A few months Later, David’s hard drive failed and he needed to reinstall LiveCode but the password he had would not work. He emailed them and asked them for a new one explaining that he did not need the more recent version. Instead they sent him an email charging $500.00 for the latest version and offering to make it a lifelong offer. The full price for LiveCode which is now at version 9, to independent developers, is US$999 per year.
Requests to simply be allowed to install version 5.5.5 were ignored. However, versions going back as far as 4.5, through to developer previews of version 9 are available from LiveCode’s website. What makes this even more annoying is that since version 6, LiveCode is also available as free and open source software. So, an upgrade could be free and not require any payment for David as he gives his software away for free.
It would have been nice if LiveCode’s support people had made David aware of this option.
With critical applications, my advice is to make sure you have a robust backup and recovery process in place. In my view, that means taking system images at regular intervals so you can reinstate an entire system quickly or, in some cases, work from a bootable external drive.
My suspicion is a block-level image of the original hard drive, restored to the new disk when it was installed, would have overcome the poor service given by LiveCode’s support.
But that’s of little consolation to David.
It gets worse…
When David installed version 5.5.5 he had it on both his main computer and a laptop. Fortunately, he still had a working installation to fall back on. Or so he thought. “Some years ago, I gave them permission to enter my computer to help me set up a training course they were running. When I finished it I thought that they were now blocked out. So, I resorted to my laptop and the version there. It had worked well for years but now I found that programmes I had written and got working well, would no longer work,” said David.
He says LiveCode’s developers have destroyed some of his work. He even saw some this happen before his eyes as variables were blocked and other features he’d developed changed right in front of him.
My advice regarding backups stands and I’d be very wary of granting anyone access to my computer remotely.

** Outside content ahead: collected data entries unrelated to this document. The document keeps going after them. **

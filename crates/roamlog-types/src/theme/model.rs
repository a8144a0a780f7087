use serde::{Deserialize, Serialize};
use uuid::Uuid;

use super::color::Rgba;
use crate::block::{Rating, RecommendationCategory};
use crate::error::{Error, Result};

/// Declarative style configuration for rendering a journal
///
/// Immutable once built. System presets live in [`super::presets`]; themes
/// fetched from the backend have the same shape.
#[derive(Debug, Clone, PartialEq, Serialize, Deserialize)]
#[serde(rename_all = "camelCase")]
pub struct JournalTheme {
    pub id: Uuid,
    pub name: String,
    pub slug: String,
    #[serde(default, skip_serializing_if = "Option::is_none")]
    pub description: Option<String>,
    #[serde(default)]
    pub is_system: bool,
    pub typography: ThemeTypography,
    pub colors: ThemeColors,
    pub blocks: ThemeBlocks,
    pub style: ThemeStyle,
}

/// Font tokens and sizes
///
/// Font fields hold a token: `system`, `system-serif`, `system-mono`,
/// `system-rounded`, or the name of a bundled font.
#[derive(Debug, Clone, PartialEq, Serialize, Deserialize)]
#[serde(rename_all = "camelCase")]
pub struct ThemeTypography {
    pub title_font: String,
    pub body_font: String,
    pub caption_font: String,
    pub title_size: f64,
    pub body_size: f64,
    pub caption_size: f64,
}

/// Palette as hex strings
#[derive(Debug, Clone, PartialEq, Serialize, Deserialize)]
#[serde(rename_all = "camelCase")]
pub struct ThemeColors {
    pub background: String,
    pub surface: String,
    pub primary: String,
    pub secondary: String,
    pub accent: String,
    pub text: String,
    pub text_secondary: String,
    pub border: String,
}

impl ThemeColors {
    /// `(field, value)` pairs for validation and debugging
    pub fn entries(&self) -> [(&'static str, &str); 8] {
        [
            ("background", self.background.as_str()),
            ("surface", self.surface.as_str()),
            ("primary", self.primary.as_str()),
            ("secondary", self.secondary.as_str()),
            ("accent", self.accent.as_str()),
            ("text", self.text.as_str()),
            ("textSecondary", self.text_secondary.as_str()),
            ("border", self.border.as_str()),
        ]
    }
}

/// Per-block-type visual rules
#[derive(Debug, Clone, PartialEq, Serialize, Deserialize)]
pub struct ThemeBlocks {
    pub moment: MomentBlockStyle,
    pub recommendation: RecommendationBlockStyle,
    pub photo: PhotoBlockStyle,
    pub tip: TipBlockStyle,
    pub divider: DividerBlockStyle,
}

#[derive(Debug, Clone, Copy, PartialEq, Eq, Serialize, Deserialize)]
#[serde(rename_all = "lowercase")]
pub enum StampShape {
    Circle,
    Rectangle,
    Oval,
}

#[derive(Debug, Clone, PartialEq, Serialize, Deserialize)]
#[serde(rename_all = "camelCase")]
pub struct MomentBlockStyle {
    pub show_stamp: bool,
    pub stamp_shape: StampShape,
    /// Used when the block does not carry its own stamp colour
    pub stamp_color: String,
    pub title_color: String,
}

/// Background and foreground of a badge
#[derive(Debug, Clone, PartialEq, Serialize, Deserialize)]
#[serde(rename_all = "camelCase")]
pub struct CategoryBadgeStyle {
    pub background: String,
    pub text: String,
}

impl CategoryBadgeStyle {
    pub fn new(background: impl Into<String>, text: impl Into<String>) -> Self {
        Self {
            background: background.into(),
            text: text.into(),
        }
    }
}

/// Badge colours by rating tier (S/A, B/C, D/F)
#[derive(Debug, Clone, PartialEq, Serialize, Deserialize)]
pub struct RatingBadgeStyle {
    pub top: CategoryBadgeStyle,
    pub middle: CategoryBadgeStyle,
    pub low: CategoryBadgeStyle,
}

#[derive(Debug, Clone, PartialEq, Serialize, Deserialize)]
#[serde(rename_all = "camelCase")]
pub struct RecommendationBlockStyle {
    pub stay: CategoryBadgeStyle,
    pub eat: CategoryBadgeStyle,
    #[serde(rename = "do")]
    pub do_: CategoryBadgeStyle,
    pub shop: CategoryBadgeStyle,
    pub rating: RatingBadgeStyle,
    #[serde(default = "default_true")]
    pub show_price_level: bool,
}

impl RatingBadgeStyle {
    /// S/A use `top`, B/C `middle`, D/F `low`
    pub fn for_rating(&self, rating: Rating) -> &CategoryBadgeStyle {
        match rating {
            Rating::S | Rating::A => &self.top,
            Rating::B | Rating::C => &self.middle,
            Rating::D | Rating::F => &self.low,
        }
    }
}

impl RecommendationBlockStyle {
    /// Badge for `category`
    pub fn badge_style(&self, category: RecommendationCategory) -> &CategoryBadgeStyle {
        match category {
            RecommendationCategory::Stay => &self.stay,
            RecommendationCategory::Eat => &self.eat,
            RecommendationCategory::Do => &self.do_,
            RecommendationCategory::Shop => &self.shop,
        }
    }
}

#[derive(Debug, Clone, Copy, PartialEq, Eq, Serialize, Deserialize)]
#[serde(rename_all = "lowercase")]
pub enum PhotoFrame {
    None,
    Polaroid,
    Rounded,
    Film,
}

#[derive(Debug, Clone, PartialEq, Serialize, Deserialize)]
#[serde(rename_all = "camelCase")]
pub struct PhotoBlockStyle {
    pub frame: PhotoFrame,
    pub show_caption: bool,
    pub allow_rotation: bool,
    /// Largest absolute rotation in degrees
    pub max_rotation: f64,
}

#[derive(Debug, Clone, PartialEq, Serialize, Deserialize)]
#[serde(rename_all = "camelCase")]
pub struct TipBlockStyle {
    pub background: String,
    pub border: String,
    /// Symbol name shown next to the tip title
    pub icon: String,
}

#[derive(Debug, Clone, Copy, PartialEq, Eq, Serialize, Deserialize)]
#[serde(rename_all = "lowercase")]
pub enum DividerPattern {
    Line,
    Dashed,
    Dotted,
    Ornament,
}

#[derive(Debug, Clone, PartialEq, Serialize, Deserialize)]
#[serde(rename_all = "camelCase")]
pub struct DividerBlockStyle {
    pub pattern: DividerPattern,
    pub color: String,
}

/// Layout-level attributes shared by all blocks
#[derive(Debug, Clone, PartialEq, Serialize, Deserialize)]
#[serde(rename_all = "camelCase")]
pub struct ThemeStyle {
    pub corner_radius: f64,
    pub block_spacing: f64,
    pub shadow_opacity: f64,
    #[serde(default, skip_serializing_if = "Option::is_none")]
    pub paper_texture: Option<String>,
}

fn default_true() -> bool {
    true
}

impl JournalTheme {
    /// Check every colour parses and every size is usable
    ///
    /// # Errors
    /// Returns [`Error::InvalidTheme`] naming the first offending field.
    pub fn validate(&self) -> Result<()> {
        let fail = |reason: String| Error::InvalidTheme {
            slug: self.slug.clone(),
            reason,
        };

        if self.slug.trim().is_empty() {
            return Err(fail("slug is empty".to_string()));
        }

        for (field, value) in self.color_fields() {
            Rgba::from_hex(value).map_err(|_| fail(format!("{} is not a colour: {:?}", field, value)))?;
        }

        let typography = &self.typography;
        for (field, size) in [
            ("titleSize", typography.title_size),
            ("bodySize", typography.body_size),
            ("captionSize", typography.caption_size),
        ] {
            if !(size.is_finite() && size > 0.0) {
                return Err(fail(format!("{} must be positive, got {}", field, size)));
            }
        }

        let max_rotation = self.blocks.photo.max_rotation;
        if !(max_rotation.is_finite() && max_rotation >= 0.0) {
            return Err(fail(format!("photo.maxRotation must be >= 0, got {}", max_rotation)));
        }

        if !(0.0..=1.0).contains(&self.style.shadow_opacity) {
            return Err(fail(format!(
                "style.shadowOpacity must be within 0..=1, got {}",
                self.style.shadow_opacity
            )));
        }

        Ok(())
    }

    /// Every colour string in the theme, palette first
    pub fn color_fields(&self) -> Vec<(String, &str)> {
        let mut fields: Vec<(String, &str)> = self
            .colors
            .entries()
            .into_iter()
            .map(|(name, value)| (format!("colors.{}", name), value))
            .collect();

        let blocks = &self.blocks;
        let recommendation = &blocks.recommendation;
        let badges = [
            ("stay", &recommendation.stay),
            ("eat", &recommendation.eat),
            ("do", &recommendation.do_),
            ("shop", &recommendation.shop),
            ("rating.top", &recommendation.rating.top),
            ("rating.middle", &recommendation.rating.middle),
            ("rating.low", &recommendation.rating.low),
        ];
        for (name, badge) in badges {
            fields.push((format!("recommendation.{}.background", name), badge.background.as_str()));
            fields.push((format!("recommendation.{}.text", name), badge.text.as_str()));
        }

        fields.push(("moment.stampColor".to_string(), blocks.moment.stamp_color.as_str()));
        fields.push(("moment.titleColor".to_string(), blocks.moment.title_color.as_str()));
        fields.push(("tip.background".to_string(), blocks.tip.background.as_str()));
        fields.push(("tip.border".to_string(), blocks.tip.border.as_str()));
        fields.push(("divider.color".to_string(), blocks.divider.color.as_str()));
        fields
    }
}
use std::fmt;
use std::str::FromStr;

use crate::error::{Error, Result};

/// 8-bit RGBA colour parsed from a theme hex string
#[derive(Debug, Clone, Copy, PartialEq, Eq, Hash)]
pub struct Rgba {
    pub r: u8,
    pub g: u8,
    pub b: u8,
    pub a: u8,
}

impl Rgba {
    pub const fn rgb(r: u8, g: u8, b: u8) -> Self {
        Self { r, g, b, a: 255 }
    }

    /// Parse `#RGB`, `#RRGGBB` or `#RRGGBBAA` (leading `#` optional)
    pub fn from_hex(value: &str) -> Result<Self> {
        let invalid = || Error::InvalidColor(value.to_string());
        let hex = value.trim().strip_prefix('#').unwrap_or(value.trim());
        if !hex.bytes().all(|b| b.is_ascii_hexdigit()) {
            return Err(invalid());
        }

        let channel = |range: std::ops::Range<usize>| {
            u8::from_str_radix(&hex[range], 16).map_err(|_| invalid())
        };

        match hex.len() {
            3 => {
                let short = |i: usize| channel(i..i + 1).map(|v| v * 17);
                Ok(Self::rgb(short(0)?, short(1)?, short(2)?))
            }
            6 => Ok(Self::rgb(channel(0..2)?, channel(2..4)?, channel(4..6)?)),
            8 => Ok(Self {
                r: channel(0..2)?,
                g: channel(2..4)?,
                b: channel(4..6)?,
                a: channel(6..8)?,
            }),
            _ => Err(invalid()),
        }
    }

    pub fn to_hex(self) -> String {
        if self.a == 255 {
            format!("#{:02X}{:02X}{:02X}", self.r, self.g, self.b)
        } else {
            format!("#{:02X}{:02X}{:02X}{:02X}", self.r, self.g, self.b, self.a)
        }
    }

    /// Opacity in `0.0..=1.0`
    pub fn alpha(self) -> f64 {
        f64::from(self.a) / 255.0
    }
}

impl FromStr for Rgba {
    type Err = Error;

    fn from_str(s: &str) -> Result<Self> {
        Self::from_hex(s)
    }
}

impl fmt::Display for Rgba {
    fn fmt(&self, f: &mut fmt::Formatter<'_>) -> fmt::Result {
        f.write_str(&self.to_hex())
    }
}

We all become attached to specific versions of software or applications. “Progress” marches on and developers cajole or thrust us onwards to newer versions so they aren’t caught supported legacy software.
The good news is virtualisation software is relatively inexpensive these days so it’s possible to create a virtual machine to run a specific program. Virtual machines can also be transferred from computer to computer easily so hardware upgrades can be less painful.
David’s closing words: “My advice to businesses, individuals, schools and universities is don’t have anything to do with LiveCode. I’m now looking around for another language to use”.